Tobener announced Tuesday [January 17] that, with a jury trial scheduled to begin next week, Lama had settled for the staggering-sounding sum of $400,000.
Tobener said the high settlement amount reflected both what he called Lama’s “egregious” behavior in raising the rent and the risk Lama ran in allowing the case to go to trial, where a jury could award triple damages for his client’s emotional distress claims.
“It’s the highest constructive-eviction-by-rent-increase case we’ve ever had,” Tobener said, adding that such cases typically settle for amounts “in the high five figures.”
Tobener said that under the city’s owner-move-in ordinance, Lama would have been required to pay Follingstad $9,522 for forcing her to move.
Lama sought to move in to the property early in 2015 after removing an illegal in-law unit that had been built at the Bocana Street property in the early 1990s. That would have had the effect of making the dwelling a single-family home and thus exempt by state law from local rent control statutes.
“Their defense was, hey, they took the lower rental unit off the market, they took out the kitchen, and therefore it became a single-family home, so they were allowed to increase the rent to whatever they wanted,” Tobener said. “Our argument was, ‘Look, you can increase the rent to market rate, but you can’t raise it way above market rate to force someone out to get around the owner-move-in eviction protections.’ ”
Tobener said evidence made it clear Lama wanted Follingstad out simply so she could move in.
“The intent was there, the bad motivation was there, and a jury would have heard that if Nadia Lama had done this right, she could have done an owner-move-in eviction for $9,500. Instead, she took the unscrupulous path and caused the tenant a lot of stress.”
For Follingstad, an acupuncturist, the outcome is bittersweet. She said Tuesday she was “shocked and super-pleased” with the settlement. But she added that events since she was forced to leave the Bocana Street in early May 2015 property have been difficult.

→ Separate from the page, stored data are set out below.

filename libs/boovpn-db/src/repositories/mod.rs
pub mod subscriber_repo;
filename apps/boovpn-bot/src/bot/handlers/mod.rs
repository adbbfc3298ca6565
pub mod callback;
pub mod command;
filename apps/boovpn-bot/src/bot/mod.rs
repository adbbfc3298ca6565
use teloxide::{dptree, prelude::*, types::Update};
use tracing::{error, info};

use crate::AppState;

pub mod handlers;
pub mod keyboards;
pub mod utils;

pub async fn run_bot(
    bot: Bot,
    mut shutdown_signal: tokio::sync::broadcast::Receiver<()>,
    state: AppState,
) {
    info!("Starting bot dispatcher...");

    std::panic::set_hook(Box::new(|info| {
        error!("CRITICAL BOT PANIC: {:?}", info);
    }));

    let message_handler = Update::filter_message().endpoint(handlers::command::message_handler);
    let callback_handler =
        Update::filter_callback_query().endpoint(handlers::callback::callback_handler);

    let mut dispatcher = Dispatcher::builder(
        bot,
        dptree::entry().branch(message_handler).branch(callback_handler),
    )
    .dependencies(dptree::deps![state])
    .default_handler(|upd: std::sync::Arc<Update>| async move {
        info!("Unhandled update: {:?}", upd.id);
    })
    .build();

    tokio::select! {
        _ = dispatcher.dispatch() => {
            info!("Bot dispatcher exited naturally");
        }
        _ = shutdown_signal.recv() => {
            info!("Bot received shutdown signal, stopping...");
        }
    }
}
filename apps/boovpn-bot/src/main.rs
use std::io;
use std::path::PathBuf;
use std::sync::Arc;

use anyhow::{Context, Result};
use boovpn_db::SubscriberRepository;
use boovpn_db::db::init_db;
use chrono::{SubsecRound, Utc};
use clap::{Parser, Subcommand};
use teloxide::prelude::*;
use tracing::{error, info, warn};
use tracing_subscriber::{layer::SubscriberExt, util::SubscriberInitExt};

mod api_client;
mod bot;
mod config;
mod services;
mod state;
mod webhook;

use crate::api_client::{AuthSession, MarzbanClient};
use crate::config::{BotConfig, FileTokenStore};
use crate::services::device_service::DeviceService;
use crate::services::notification_service::{NotificationService, TelegramNotifier};
use crate::services::reconciler::SubscriptionReconciler;
use crate::services::scheduler::SweepScheduler;
use crate::state::AppState;
use crate::webhook::WebhookState;

#[derive(Parser)]
#[command(name = "boovpn-bot", version, about = "Telegram bot selling and managing VPN access")]
struct Cli {
    /// Path to the TOML config file
    #[arg(long, default_value = "config.toml")]
    config: PathBuf,

    #[command(subcommand)]
    command: Option<Commands>,
}

#[derive(Subcommand)]
enum Commands {
    /// Run the bot, the daily sweep and the payment webhook
    Serve,
    /// Run one subscription sweep and exit
    Check,
}

#[tokio::main]
async fn main() -> Result<()> {
    if let Err(e) = dotenvy::dotenv() {
        println!("⚠️  Warning: Failed to load .env file: {}", e);
    }

    let cli = Cli::parse();

    let file_appender = tracing_appender::rolling::never(".", "bot.log");
    let (non_blocking, _guard) = tracing_appender::non_blocking(file_appender);

    tracing_subscriber::registry()
        .with(
            tracing_subscriber::EnvFilter::try_from_default_env().unwrap_or_else(|_| {
                "boovpn_bot=debug,boovpn_db=info,sqlx=warn,teloxide=info".into()
            }),
        )
        .with(tracing_subscriber::fmt::layer().with_writer(io::stdout))
        .with(tracing_subscriber::fmt::layer().with_writer(non_blocking).with_ansi(false))
        .init();

    info!("Starting Boo VPN bot v{}", env!("CARGO_PKG_VERSION"));

    let config = Arc::new(BotConfig::load(&cli.config)?);
    let tz = config.timezone()?;

    let pool = init_db(&config.database.url)
        .await
        .context("Failed to open subscriber database")?;
    let repo = SubscriberRepository::new(pool, config.app.max_devices);

    let panel = Arc::new(MarzbanClient::new(&config.marzban).context("Failed to build panel client")?);
    let session = AuthSession::new(
        config.marzban.api_key.clone(),
        Arc::new(FileTokenStore::new(&cli.config)),
    );
    let devices = DeviceService::new(panel, session, repo.clone());

    let bot = Bot::new(&config.bot.token);
    let me = bot
        .get_me()
        .await
        .context("Bot failed to connect to Telegram")?;
    info!(
        "Bot connected as: @{}",
        me.user.username.clone().unwrap_or_else(|| "unknown".into())
    );

    let notifications = NotificationService::new(Arc::new(TelegramNotifier::new(
        bot.clone(),
        &config.bot.ops_channel,
    )));
    let reconciler = Arc::new(SubscriptionReconciler::new(
        repo.clone(),
        devices.clone(),
        notifications.clone(),
        tz,
    ));

    match cli.command.unwrap_or(Commands::Serve) {
        Commands::Check => {
            let report = reconciler.run().await?;
            info!("{}", report.summary());
        }
        Commands::Serve => {
            let state = AppState {
                config: config.clone(),
                repo: repo.clone(),
                devices,
                reconciler: reconciler.clone(),
                notifications: notifications.clone(),
                started_at: Utc::now().trunc_subsecs(0),
            };
            let webhook_state = WebhookState {
                repo,
                notifications,
                secret: Arc::from(config.payments.webhook_secret.as_str()),
            };
            run_server(bot, state, webhook_state, reconciler, &config, tz).await?;
        }
    }

    Ok(())
}

async fn run_server(
    bot: Bot,
    state: AppState,
    webhook_state: WebhookState,
    reconciler: Arc<SubscriptionReconciler>,
    config: &BotConfig,
    tz: chrono_tz::Tz,
) -> Result<()> {
    let (shutdown_tx, _) = tokio::sync::broadcast::channel::<()>(1);

    let scheduler = SweepScheduler::new(reconciler, config.app.check_hour, tz);
    let scheduler_task = tokio::spawn(scheduler.run(shutdown_tx.subscribe()));

    if config.payments.webhook_secret.is_empty() {
        warn!("payments.webhook_secret is empty, every payment event will be rejected");
    }
    let listen_addr = config.payments.listen_addr.clone();
    let webhook_rx = shutdown_tx.subscribe();
    let webhook_task = tokio::spawn(async move {
        if let Err(e) = webhook::serve(&listen_addr, webhook_state, webhook_rx).await {
            error!("Payment webhook stopped: {:#}", e);
        }
    });

    let bot_task = tokio::spawn(bot::run_bot(bot, shutdown_tx.subscribe(), state));

    tokio::signal::ctrl_c()
        .await
        .context("Failed to listen for shutdown signal")?;
    info!("Shutdown signal received, stopping...");
    let _ = shutdown_tx.send(());

    let _ = tokio::join!(bot_task, scheduler_task, webhook_task);
    info!("Boo VPN bot stopped");
    Ok(())
}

She spent more than a year couch-surfing and house-sitting inside and outside the city before she found a new apartment in San Francisco.
She said the housing challenge pales in comparison to her main preoccupation for most of the last year: breast cancer, which was diagnosed last May, a year after she left Bernal Heights.
“It was a really hard year on top of another really bad year,” she said.